**** DATASET RECORDS ****

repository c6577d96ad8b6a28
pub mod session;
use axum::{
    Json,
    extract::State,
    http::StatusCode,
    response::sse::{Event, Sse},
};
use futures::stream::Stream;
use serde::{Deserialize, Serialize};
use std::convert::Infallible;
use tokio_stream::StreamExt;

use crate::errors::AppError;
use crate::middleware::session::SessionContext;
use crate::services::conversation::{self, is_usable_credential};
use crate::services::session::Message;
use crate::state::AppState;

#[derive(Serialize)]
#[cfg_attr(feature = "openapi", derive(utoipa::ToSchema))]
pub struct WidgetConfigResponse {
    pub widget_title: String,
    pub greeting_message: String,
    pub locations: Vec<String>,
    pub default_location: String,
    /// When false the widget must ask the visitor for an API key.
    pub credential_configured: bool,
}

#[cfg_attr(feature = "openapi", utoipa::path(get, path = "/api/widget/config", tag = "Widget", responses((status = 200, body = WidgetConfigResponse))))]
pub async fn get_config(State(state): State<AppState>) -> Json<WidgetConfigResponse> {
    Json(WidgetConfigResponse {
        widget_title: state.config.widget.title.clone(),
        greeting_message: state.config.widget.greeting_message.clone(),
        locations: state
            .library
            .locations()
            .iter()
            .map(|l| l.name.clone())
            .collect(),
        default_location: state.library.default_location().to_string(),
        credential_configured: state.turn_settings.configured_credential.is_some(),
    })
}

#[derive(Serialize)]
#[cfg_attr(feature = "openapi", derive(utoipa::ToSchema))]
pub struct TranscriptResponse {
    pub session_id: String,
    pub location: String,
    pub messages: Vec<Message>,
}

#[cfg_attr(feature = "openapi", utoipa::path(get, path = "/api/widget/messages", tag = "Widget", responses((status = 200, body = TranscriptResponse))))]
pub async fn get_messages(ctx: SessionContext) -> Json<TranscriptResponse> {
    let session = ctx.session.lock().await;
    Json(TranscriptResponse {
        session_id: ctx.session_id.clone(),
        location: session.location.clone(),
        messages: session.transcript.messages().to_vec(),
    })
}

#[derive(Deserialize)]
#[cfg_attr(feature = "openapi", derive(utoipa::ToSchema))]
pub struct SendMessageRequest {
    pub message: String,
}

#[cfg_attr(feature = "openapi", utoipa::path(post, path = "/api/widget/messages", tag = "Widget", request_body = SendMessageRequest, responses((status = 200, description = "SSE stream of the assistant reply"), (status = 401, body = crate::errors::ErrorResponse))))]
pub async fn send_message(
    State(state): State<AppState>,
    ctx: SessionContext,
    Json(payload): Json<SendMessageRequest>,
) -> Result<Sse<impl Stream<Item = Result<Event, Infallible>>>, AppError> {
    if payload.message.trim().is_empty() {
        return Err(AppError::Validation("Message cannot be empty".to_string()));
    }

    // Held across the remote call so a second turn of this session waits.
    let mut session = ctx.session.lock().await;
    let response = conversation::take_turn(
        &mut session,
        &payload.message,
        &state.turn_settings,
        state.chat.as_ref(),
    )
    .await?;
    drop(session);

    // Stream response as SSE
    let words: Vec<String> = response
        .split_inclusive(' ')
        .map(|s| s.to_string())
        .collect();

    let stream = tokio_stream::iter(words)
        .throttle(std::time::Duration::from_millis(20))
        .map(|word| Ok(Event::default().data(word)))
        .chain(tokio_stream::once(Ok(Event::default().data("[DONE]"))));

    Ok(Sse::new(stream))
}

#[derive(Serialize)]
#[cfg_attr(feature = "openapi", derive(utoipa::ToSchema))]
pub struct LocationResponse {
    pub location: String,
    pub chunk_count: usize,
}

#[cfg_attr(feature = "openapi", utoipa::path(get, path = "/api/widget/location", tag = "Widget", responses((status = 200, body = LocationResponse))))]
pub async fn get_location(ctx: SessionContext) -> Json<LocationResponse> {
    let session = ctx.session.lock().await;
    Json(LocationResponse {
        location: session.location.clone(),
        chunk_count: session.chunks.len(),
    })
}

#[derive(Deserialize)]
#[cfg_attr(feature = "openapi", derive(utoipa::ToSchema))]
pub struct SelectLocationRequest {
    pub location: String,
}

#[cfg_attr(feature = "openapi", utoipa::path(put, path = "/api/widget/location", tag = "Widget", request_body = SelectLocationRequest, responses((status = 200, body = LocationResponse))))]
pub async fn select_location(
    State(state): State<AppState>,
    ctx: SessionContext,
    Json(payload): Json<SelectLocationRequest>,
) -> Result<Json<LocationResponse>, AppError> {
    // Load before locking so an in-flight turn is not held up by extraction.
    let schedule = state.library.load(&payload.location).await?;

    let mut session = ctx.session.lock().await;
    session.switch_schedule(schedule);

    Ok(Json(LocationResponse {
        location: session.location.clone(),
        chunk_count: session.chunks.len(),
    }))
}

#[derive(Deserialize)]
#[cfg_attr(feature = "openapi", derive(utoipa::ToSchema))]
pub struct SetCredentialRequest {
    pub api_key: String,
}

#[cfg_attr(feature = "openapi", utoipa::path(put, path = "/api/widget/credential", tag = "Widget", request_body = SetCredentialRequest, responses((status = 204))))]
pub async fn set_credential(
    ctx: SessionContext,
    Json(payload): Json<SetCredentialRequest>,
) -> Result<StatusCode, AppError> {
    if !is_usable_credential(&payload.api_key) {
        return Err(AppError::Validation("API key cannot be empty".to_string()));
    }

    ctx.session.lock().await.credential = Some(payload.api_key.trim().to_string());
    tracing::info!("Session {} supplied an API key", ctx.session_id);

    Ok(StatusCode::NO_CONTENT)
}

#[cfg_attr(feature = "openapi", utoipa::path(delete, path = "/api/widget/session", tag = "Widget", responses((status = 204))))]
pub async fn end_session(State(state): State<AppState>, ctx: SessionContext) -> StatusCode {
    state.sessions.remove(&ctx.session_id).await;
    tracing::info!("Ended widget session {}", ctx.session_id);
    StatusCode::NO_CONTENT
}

****
**** DATASET RECORDS ****

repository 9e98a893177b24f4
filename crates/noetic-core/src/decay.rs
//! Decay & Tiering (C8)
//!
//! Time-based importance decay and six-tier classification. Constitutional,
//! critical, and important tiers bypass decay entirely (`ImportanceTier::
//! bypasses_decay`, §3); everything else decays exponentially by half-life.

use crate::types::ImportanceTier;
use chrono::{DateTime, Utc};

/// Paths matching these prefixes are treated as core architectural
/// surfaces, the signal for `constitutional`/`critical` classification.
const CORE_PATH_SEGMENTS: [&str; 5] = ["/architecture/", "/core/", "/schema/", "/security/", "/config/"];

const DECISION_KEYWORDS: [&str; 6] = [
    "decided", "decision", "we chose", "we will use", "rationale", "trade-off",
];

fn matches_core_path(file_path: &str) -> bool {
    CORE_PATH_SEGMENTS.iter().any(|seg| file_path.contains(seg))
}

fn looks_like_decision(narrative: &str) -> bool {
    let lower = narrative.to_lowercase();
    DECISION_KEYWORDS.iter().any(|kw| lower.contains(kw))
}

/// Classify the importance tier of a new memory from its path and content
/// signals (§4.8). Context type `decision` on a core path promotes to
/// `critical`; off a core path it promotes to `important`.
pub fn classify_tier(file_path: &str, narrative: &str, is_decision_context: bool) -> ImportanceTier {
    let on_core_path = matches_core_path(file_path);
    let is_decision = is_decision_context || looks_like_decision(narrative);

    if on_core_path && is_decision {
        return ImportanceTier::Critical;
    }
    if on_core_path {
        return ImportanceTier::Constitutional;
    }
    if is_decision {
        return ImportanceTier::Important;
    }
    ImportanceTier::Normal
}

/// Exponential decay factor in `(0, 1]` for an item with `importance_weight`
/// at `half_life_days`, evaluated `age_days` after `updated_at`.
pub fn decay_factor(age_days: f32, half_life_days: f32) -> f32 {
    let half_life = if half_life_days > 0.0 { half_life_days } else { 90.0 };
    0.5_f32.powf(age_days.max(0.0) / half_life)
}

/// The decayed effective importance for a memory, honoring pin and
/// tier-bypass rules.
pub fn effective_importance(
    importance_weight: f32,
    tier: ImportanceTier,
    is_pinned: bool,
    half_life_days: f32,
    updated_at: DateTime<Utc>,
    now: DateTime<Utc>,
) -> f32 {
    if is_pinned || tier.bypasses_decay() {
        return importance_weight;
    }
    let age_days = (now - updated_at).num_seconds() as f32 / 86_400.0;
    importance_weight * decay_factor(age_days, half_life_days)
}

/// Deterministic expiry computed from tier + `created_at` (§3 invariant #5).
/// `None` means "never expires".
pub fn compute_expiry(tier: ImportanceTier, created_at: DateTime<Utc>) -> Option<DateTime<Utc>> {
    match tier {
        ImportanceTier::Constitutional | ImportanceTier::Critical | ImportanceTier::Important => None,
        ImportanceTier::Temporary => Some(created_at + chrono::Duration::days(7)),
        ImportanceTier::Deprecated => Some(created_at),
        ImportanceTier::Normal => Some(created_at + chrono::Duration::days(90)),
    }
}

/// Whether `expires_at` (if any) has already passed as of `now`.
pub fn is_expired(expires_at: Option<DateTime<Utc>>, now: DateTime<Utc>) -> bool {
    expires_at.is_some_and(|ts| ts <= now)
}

****

## WHAT IS NEEDED
Copy each line of the listing in which the word "struct" can be found.

## WRITTEN SOLUTION
pub struct WidgetConfigResponse {
pub struct TranscriptResponse {
pub struct SendMessageRequest {
pub struct LocationResponse {
pub struct SelectLocationRequest {
pub struct SetCredentialRequest {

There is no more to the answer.